Para hacer un cambio de modelo económico, no basta con fortalecer a una institución pública como la Secretaría de Energía o la Comisión Federal de Electricidad por medio de otorgarles la conducción del Sistema Eléctrico Nacional, sino que también debe existir una regulación adecuada que permita igualdad de oportunidades, además de competencia e innovación. No es suficiente pasar de un Estado que regula a un Estado subsidiario que solventa las deficiencias de su propio actuar por medio de recursos para mantener a sus instituciones, su baja productividad y la falta de capacidad técnica.
La suficiencia energética no se alcanzará bajo el control de instituciones opacas e incompetentes, es necesario una participación amplia de la sociedad, incluyendo a la iniciativa privada, así como de innovaciones tecnológicas de las cuales hoy carece nuestro país, por la decisión del mismo Estado de no invertir lo suficiente en ciencia y tecnología.
La corrupción es un problema con elementos estructurales sostenidos por la concentración del poder, la discrecionalidad, la impunidad y la ausencia de controles.

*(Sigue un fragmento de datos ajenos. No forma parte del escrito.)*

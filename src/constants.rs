use bevy::math::{Vec2, Vec3};

// Default pose a view camera starts from and returns to on "reset view"
pub const DEFAULT_CAMERA_POSITION: Vec3 = Vec3::new(0.0, 140.0, 380.0);
pub const DEFAULT_CAMERA_TARGET: Vec3 = Vec3::ZERO;
pub const DEFAULT_FOV_DEGREES: f32 = 60.0; // vertical FOV in degrees

// Framing: the camera sits along this direction from a body at
// radius * factor; the factor is floored so the camera never ends up
// inside the body.
pub const DEFAULT_VIEW_DIR: Vec3 = Vec3::new(0.4, 0.3, 1.0);
pub const DEFAULT_DISTANCE_FACTOR: f32 = 3.0;
pub const MIN_DISTANCE_FACTOR: f32 = 1.5;

pub const TRANSITION_SECS: f32 = 1.2; // camera transition duration
pub const FOV_EPSILON: f32 = 1e-3;

// A drag keeps a follow alive while the manipulated target stays within
// this many radii of the followed body.
pub const FOLLOW_HOLD_FACTOR: f32 = 2.0;

// How far from the origin a parentless star may sit and still count as
// the main star for the initial framing.
pub const MAIN_STAR_ORIGIN_RADIUS: f32 = 50.0;

pub const ROTATE_SENSITIVITY: Vec2 = Vec2::new(0.8, 0.8);
pub const PAN_SENSITIVITY: f32 = 0.2;
pub const ZOOM_SENSITIVITY: f32 = 0.2;
use std::f32::consts::TAU;

use bevy::prelude::*;
use bevy::utils::HashMap;

use crate::bodies::{BodyId, CelestialBody};

// Orbit chains are shallow (star -> planet -> moon); anything deeper is a
// config error and the walk just stops.
const MAX_ORBIT_DEPTH: usize = 8;

/// Simulation clock. `elapsed` counts simulated days; `speed` is days per
/// wall-clock second.
#[derive(Resource, Debug, Clone)]
pub struct SimClock {
    pub paused: bool,
    pub speed: f32,
    pub elapsed: f32,
}

impl Default for SimClock {
    fn default() -> Self {
        Self {
            paused: false,
            speed: 5.0,
            elapsed: 0.0,
        }
    }
}

/// Circular orbit around a named parent body, or around the system origin
/// when no parent is given.
#[derive(Component, Debug, Clone)]
pub struct Orbit {
    pub around: Option<BodyId>,
    pub radius: f32,
    pub period: f32, // days
    pub phase: f32,  // radians
}

pub fn advance_clock(time: Res<Time>, mut clock: ResMut<SimClock>) {
    if !clock.paused {
        let step = time.delta_secs() * clock.speed;
        clock.elapsed += step;
    }
}

/// Offset from the orbit's parent at the given sim time, in the XZ plane.
pub fn orbit_offset(orbit: &Orbit, elapsed: f32) -> Vec3 {
    if orbit.period <= 0.0 {
        return Vec3::ZERO;
    }
    let angle = orbit.phase + TAU * (elapsed / orbit.period);
    Vec3::new(orbit.radius * angle.cos(), 0.0, orbit.radius * angle.sin())
}

/// World position of a body given everyone's local (parent, offset) pairs.
pub fn resolve_position(locals: &HashMap<BodyId, (Option<BodyId>, Vec3)>, id: &BodyId) -> Vec3 {
    let mut position = Vec3::ZERO;
    let mut current = Some(id.clone());
    for _ in 0..MAX_ORBIT_DEPTH {
        let Some(ref id) = current else { break };
        let Some((parent, offset)) = locals.get(id) else {
            break;
        };
        position += *offset;
        current = parent.clone();
    }
    position
}

/// Places every body at its orbital position for the current sim time.
/// Placement is a pure function of the clock, so pausing the clock freezes
/// the system without any extra bookkeeping here.
pub fn propagate_orbits(
    clock: Res<SimClock>,
    mut bodies: Query<(&CelestialBody, Option<&Orbit>, &mut Transform)>,
) {
    let mut locals: HashMap<BodyId, (Option<BodyId>, Vec3)> = HashMap::new();
    for (body, orbit, _) in bodies.iter() {
        let offset = orbit
            .map(|orbit| orbit_offset(orbit, clock.elapsed))
            .unwrap_or(Vec3::ZERO);
        let parent = orbit.and_then(|orbit| orbit.around.clone());
        locals.insert(body.id.clone(), (parent, offset));
    }

    for (body, _, mut transform) in bodies.iter_mut() {
        transform.translation = resolve_position(&locals, &body.id);
    }
}

#[cfg(test)]
mod tests {
    use super::*;

    fn orbit(around: Option<&str>, radius: f32, period: f32, phase: f32) -> Orbit {
        Orbit {
            around: around.map(BodyId::new),
            radius,
            period,
            phase,
        }
    }

    #[test]
    fn orbit_offset_starts_at_phase_angle() {
        let o = orbit(None, 100.0, 4.0, 0.0);
        let at_start = orbit_offset(&o, 0.0);
        assert!(at_start.abs_diff_eq(Vec3::new(100.0, 0.0, 0.0), 1e-3));

        let quarter = orbit_offset(&o, 1.0);
        assert!(quarter.abs_diff_eq(Vec3::new(0.0, 0.0, 100.0), 1e-3));
    }

    #[test]
    fn orbit_offset_with_zero_period_stays_put() {
        let o = orbit(None, 100.0, 0.0, 0.0);
        assert_eq!(orbit_offset(&o, 12.0), Vec3::ZERO);
    }

    #[test]
    fn moons_stack_on_their_planet() {
        let mut locals = HashMap::new();
        locals.insert(BodyId::new("sol"), (None, Vec3::ZERO));
        locals.insert(
            BodyId::new("earth"),
            (Some(BodyId::new("sol")), Vec3::new(100.0, 0.0, 0.0)),
        );
        locals.insert(
            BodyId::new("luna"),
            (Some(BodyId::new("earth")), Vec3::new(10.0, 0.0, 0.0)),
        );

        assert_eq!(
            resolve_position(&locals, &BodyId::new("luna")),
            Vec3::new(110.0, 0.0, 0.0)
        );
        assert_eq!(
            resolve_position(&locals, &BodyId::new("earth")),
            Vec3::new(100.0, 0.0, 0.0)
        );
    }

    #[test]
    fn unknown_parent_ends_the_walk() {
        let mut locals = HashMap::new();
        locals.insert(
            BodyId::new("stray"),
            (Some(BodyId::new("missing")), Vec3::new(5.0, 0.0, 0.0)),
        );
        assert_eq!(
            resolve_position(&locals, &BodyId::new("stray")),
            Vec3::new(5.0, 0.0, 0.0)
        );
    }
}
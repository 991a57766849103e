use bevy::input::mouse::{MouseMotion, MouseScrollUnit, MouseWheel};
use bevy::prelude::*;
use bevy_egui::EguiContexts;

use crate::constants::{PAN_SENSITIVITY, ROTATE_SENSITIVITY, ZOOM_SENSITIVITY};

use super::events::UserCameraInput;
use super::state::CameraState;
use super::transition::ActiveTransition;
use super::ViewCamera;

const MIN_ELEVATION_MARGIN: f32 = 0.05; // radians off the pole

/// Orbit/pan/zoom tuning for one view camera.
#[derive(Component, Debug, Clone)]
pub struct OrbitSettings {
    pub rotate_sensitivity: Vec2,
    pub pan_sensitivity: f32,
    pub zoom_sensitivity: f32,
    pub min_radius: f32,
    pub max_radius: f32,
}

impl Default for OrbitSettings {
    fn default() -> Self {
        Self {
            rotate_sensitivity: ROTATE_SENSITIVITY,
            pan_sensitivity: PAN_SENSITIVITY,
            zoom_sensitivity: ZOOM_SENSITIVITY,
            min_radius: 1.0,
            max_radius: 20_000.0,
        }
    }
}

pub fn apply_limits(value: f32, upper_limit: Option<f32>, lower_limit: Option<f32>) -> f32 {
    let mut new_val = value;
    if let Some(upper) = upper_limit {
        new_val = f32::min(new_val, upper);
    }
    if let Some(lower) = lower_limit {
        new_val = f32::max(new_val, lower);
    }
    new_val
}

// Keep the orbit from flipping over the pole.
fn clamp_elevation(offset: Vec3, margin: f32) -> Vec3 {
    let radius = offset.length();
    if radius <= f32::EPSILON {
        return offset;
    }
    let max = std::f32::consts::FRAC_PI_2 - margin;
    let elevation = (offset.y / radius).clamp(-1.0, 1.0).asin();
    let clamped = elevation.clamp(-max, max);
    if (clamped - elevation).abs() <= f32::EPSILON {
        return offset;
    }
    let horizontal = Vec2::new(offset.x, offset.z);
    let horizontal_len = horizontal.length().max(f32::EPSILON);
    let scaled = horizontal * (radius * clamped.cos() / horizontal_len);
    Vec3::new(scaled.x, radius * clamped.sin(), scaled.y)
}

/// Orbit with left drag, pan with right drag, zoom with the scroll wheel.
/// Any manual manipulation cancels an in-flight transition and is reported
/// on the `UserCameraInput` channel for reconciliation.
pub fn camera_inputs(
    time: Res<Time>,
    mut contexts: EguiContexts,
    mut commands: Commands,
    mut mouse_wheel: EventReader<MouseWheel>,
    mut mouse_motion: EventReader<MouseMotion>,
    buttons: Res<ButtonInput<MouseButton>>,
    mut cameras: Query<(Entity, &mut Transform, &CameraState, &OrbitSettings), With<ViewCamera>>,
    mut manipulations: EventWriter<UserCameraInput>,
) {
    if contexts.ctx_mut().wants_pointer_input() {
        mouse_motion.clear();
        mouse_wheel.clear();
        return;
    }

    let mouse_delta = mouse_motion
        .read()
        .map(|event| event.delta)
        .sum::<Vec2>();

    let mut scroll = 0.0;
    for ev in mouse_wheel.read() {
        match ev.unit {
            MouseScrollUnit::Line => scroll += ev.y,
            MouseScrollUnit::Pixel => scroll += ev.y * 0.005,
        }
    }

    // Can only control one camera at a time.
    let Some((view, mut transform, state, settings)) = cameras.iter_mut().next() else {
        return;
    };

    let rotating = buttons.pressed(MouseButton::Left) && mouse_delta.length_squared() > 0.0;
    let panning = buttons.pressed(MouseButton::Right) && mouse_delta.length_squared() > 0.0;
    let zooming = scroll.abs() > 0.0;
    if !rotating && !panning && !zooming {
        return;
    }

    let dt = time.delta_secs();
    let mut target = state.target;
    let mut offset = transform.translation - target;

    if rotating {
        let yaw = Quat::from_rotation_y(-mouse_delta.x * settings.rotate_sensitivity.x * dt);
        let pitch = Quat::from_axis_angle(
            *transform.right(),
            -mouse_delta.y * settings.rotate_sensitivity.y * dt,
        );
        offset = clamp_elevation(yaw * pitch * offset, MIN_ELEVATION_MARGIN);
    } else if panning {
        let scale = settings.pan_sensitivity * offset.length() * dt;
        target += (*transform.right() * -mouse_delta.x + *transform.up() * mouse_delta.y) * scale;
    }

    if zooming {
        let factor = 1.0 - scroll * settings.zoom_sensitivity;
        let radius = apply_limits(
            offset.length() * factor,
            Some(settings.max_radius),
            Some(settings.min_radius),
        );
        offset = offset.normalize_or_zero() * radius;
    }

    transform.translation = target + offset;
    transform.look_at(target, Vec3::Y);

    // manual control supersedes any in-flight transition
    commands.entity(view).remove::<ActiveTransition>();
    manipulations.send(UserCameraInput {
        view,
        position: transform.translation,
        target,
    });
}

Darle todo el poder de las decisiones del sector energético a una institución pública promueve la corrupción y deja abierta la puerta a que las y los burócratas se aprovechen de su cargo o posición para sustraer bienes del erario o hacer negocios al amparo del poder público. Sin olvidar que el principal promotor de esta reforma, Manuel Bartlett, cuenta junto con su familia, con una riqueza inexplicable que incluso una parte de ella oculta en empresas offshore en paraísos fiscales.
Parecería contradictorio que este gobierno que hizo del combate a la corrupción su bandera, que condenó de manera enfática la opacidad y el encubrimiento en sexenios anteriores, quiera ahora desarticular las instituciones reguladoras que precisamente observan que existan pisos parejos, que no existan instituciones monopólicas o que promuevan empresas preponderantes y, sobre todo, que estén por encima de decisiones personales subjetivas y que las políticas públicas se tomen desde un punto de vista de calidad técnica.

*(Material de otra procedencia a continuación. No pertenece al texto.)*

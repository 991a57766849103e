use bevy::asset::AssetLoader;
use bevy::prelude::*;

// Raw RON file contents; parsed into a SystemConfig by the catalog.
#[derive(Asset, TypePath, Debug)]
pub struct RonAsset(pub String);

#[derive(Default)]
pub struct RonAssetLoader;

impl AssetLoader for RonAssetLoader {
    type Asset = RonAsset;
    type Settings = ();
    type Error = std::io::Error;

    fn load(
        &self,
        reader: &mut dyn bevy::asset::io::Reader,
        _settings: &Self::Settings,
        _load_context: &mut bevy::asset::LoadContext,
    ) -> impl bevy::utils::ConditionalSendFuture<Output = Result<Self::Asset, Self::Error>> {
        Box::pin(async move {
            let mut bytes = Vec::new();
            reader.read_to_end(&mut bytes).await?;
            let content = String::from_utf8_lossy(&bytes).to_string();
            Ok(RonAsset(content))
        })
    }

    fn extensions(&self) -> &[&str] {
        &["ron"]
    }
}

Cómo hablar de respeto y seguridad a las y los inversionistas, si se pretende deteriorar el valor de los recursos financieros, desaparecer la competencia y romper acuerdos y contratos que significan proyectos de miles de millones de pesos.

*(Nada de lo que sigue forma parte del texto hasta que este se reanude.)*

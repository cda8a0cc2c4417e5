use core::fmt;
use std::str::FromStr;

use chrono::{DateTime, Utc};
use serde::{Deserialize, Serialize};
use thiserror::Error;
use uuid::Uuid;

/// Closed set of contribution kinds that carry a score.
#[derive(Debug, Clone, Copy, PartialEq, Eq, Hash, Serialize, Deserialize)]
#[serde(rename_all = "snake_case")]
pub enum EventKind {
    PullRequestOpened,
    PullRequestClosed,
    PullRequestMerged,
    PullRequestReviewed,
    IssueOpened,
    IssueClosed,
    IssueCommented,
    Push,
}

impl EventKind {
    pub const ALL: [EventKind; 8] = [
        EventKind::PullRequestOpened,
        EventKind::PullRequestClosed,
        EventKind::PullRequestMerged,
        EventKind::PullRequestReviewed,
        EventKind::IssueOpened,
        EventKind::IssueClosed,
        EventKind::IssueCommented,
        EventKind::Push,
    ];

    pub fn as_str(&self) -> &'static str {
        match self {
            EventKind::PullRequestOpened => "pull_request_opened",
            EventKind::PullRequestClosed => "pull_request_closed",
            EventKind::PullRequestMerged => "pull_request_merged",
            EventKind::PullRequestReviewed => "pull_request_reviewed",
            EventKind::IssueOpened => "issue_opened",
            EventKind::IssueClosed => "issue_closed",
            EventKind::IssueCommented => "issue_commented",
            EventKind::Push => "push",
        }
    }
}

impl fmt::Display for EventKind {
    fn fmt(&self, f: &mut fmt::Formatter<'_>) -> fmt::Result {
        f.write_str(self.as_str())
    }
}

impl FromStr for EventKind {
    type Err = ValidationError;

    fn from_str(s: &str) -> Result<Self, Self::Err> {
        // producers are not consistent about casing ("PullRequestOpened" vs "pull_request_opened")
        let normalized: String = s
            .chars()
            .filter(|c| *c != '_' && *c != '-')
            .map(|c| c.to_ascii_lowercase())
            .collect();

        EventKind::ALL
            .into_iter()
            .find(|kind| kind.as_str().replace('_', "") == normalized)
            .ok_or_else(|| ValidationError::UnknownEventKind(s.to_string()))
    }
}

/// Contribution event as delivered by the upstream webhook normalizer. Nothing here has been
/// checked yet; see `ScoringService::validate`.
#[derive(Debug, Clone, Serialize, Deserialize)]
#[serde(rename_all = "camelCase")]
pub struct ContributionEvent {
    #[serde(default)]
    pub id: String,
    #[serde(default)]
    pub event_kind: String,
    #[serde(default, rename = "repositoryID", alias = "repositoryId")]
    pub repository_id: i64,
    #[serde(default)]
    pub repository_name: String,
    #[serde(default, rename = "contributorID", alias = "contributorId")]
    pub contributor_id: String,
    pub timestamp: DateTime<Utc>,
}

/// A validated, scored contribution. Immutable once built.
#[derive(Debug, Clone, PartialEq, Eq, Serialize, Deserialize)]
#[serde(rename_all = "camelCase")]
pub struct ScoreEvent {
    pub id: Uuid,
    #[serde(rename = "userID")]
    pub user_id: String,
    pub event_kind: EventKind,
    #[serde(rename = "repositoryID")]
    pub repository_id: i64,
    pub repository_name: String,
    pub score_delta: i64,
    pub timestamp: DateTime<Utc>,
}

impl ScoreEvent {
    /// Project scope for leaderboard fan-out; projects are keyed by repository.
    pub fn project_id(&self) -> String {
        self.repository_id.to_string()
    }
}

#[derive(Debug, Clone, Error, PartialEq, Eq)]
pub enum ValidationError {
    #[error("missing required field '{0}'")]
    MissingField(&'static str),

    #[error("invalid event id '{0}'")]
    InvalidEventId(String),

    #[error("unknown event kind '{0}'")]
    UnknownEventKind(String),

    #[error("unknown timeframe '{0}'")]
    UnknownTimeframe(String),

    #[error("repository id must be non-zero")]
    InvalidRepositoryId,

    #[error("event timestamp {0} is in the future")]
    FutureTimestamp(DateTime<Utc>),

    #[error("page size {0} outside 1..={1}")]
    InvalidPageSize(i64, i64),

    #[error("offset {0} must be non-negative")]
    InvalidOffset(i64),

    #[error("project id must not be empty")]
    EmptyProjectId,
}

#[cfg(test)]
mod test {
    use super::*;

    #[test]
    fn test_event_kind_parsing() {
        assert_eq!(
            "pull_request_opened".parse::<EventKind>(),
            Ok(EventKind::PullRequestOpened)
        );
        assert_eq!("IssueOpened".parse::<EventKind>(), Ok(EventKind::IssueOpened));
        assert_eq!("PUSH".parse::<EventKind>(), Ok(EventKind::Push));
        assert_eq!(
            "release_published".parse::<EventKind>(),
            Err(ValidationError::UnknownEventKind("release_published".into()))
        );
    }

    #[test]
    fn test_contribution_event_wire_names() {
        let raw = r#"{
            "id": "1d9b1f5e-4c1b-4a47-9a57-4f7f3d0a2c11",
            "eventKind": "issue_opened",
            "repositoryID": 1001,
            "repositoryName": "acme/widgets",
            "contributorID": "U",
            "timestamp": "2024-07-16T10:00:00Z"
        }"#;

        let event: ContributionEvent = serde_json::from_str(raw).unwrap();
        assert_eq!(event.repository_id, 1001);
        assert_eq!(event.contributor_id, "U");
        assert_eq!(event.event_kind, "issue_opened");
    }
}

Una vez más, como ya sucedió con la Ley de Hidrocarburos y las reformas a la Ley de la Industria Eléctrica, el Presidente y Morena, están dispuestos a incumplir tratados internacionales como el Tratado Integral y Progresista de Asociación Transpacífico (TIPAT) y el Tratado de Libre Comercio entre México y la Unión Europea. Sobre todo, están dispuestos a incumplir el T-MEC, un tratado que ya en la etapa de transición la 4T se encargó de terminar de negociar, que firmó el Presidente López Obrador y que Morena ratificó en el Senado.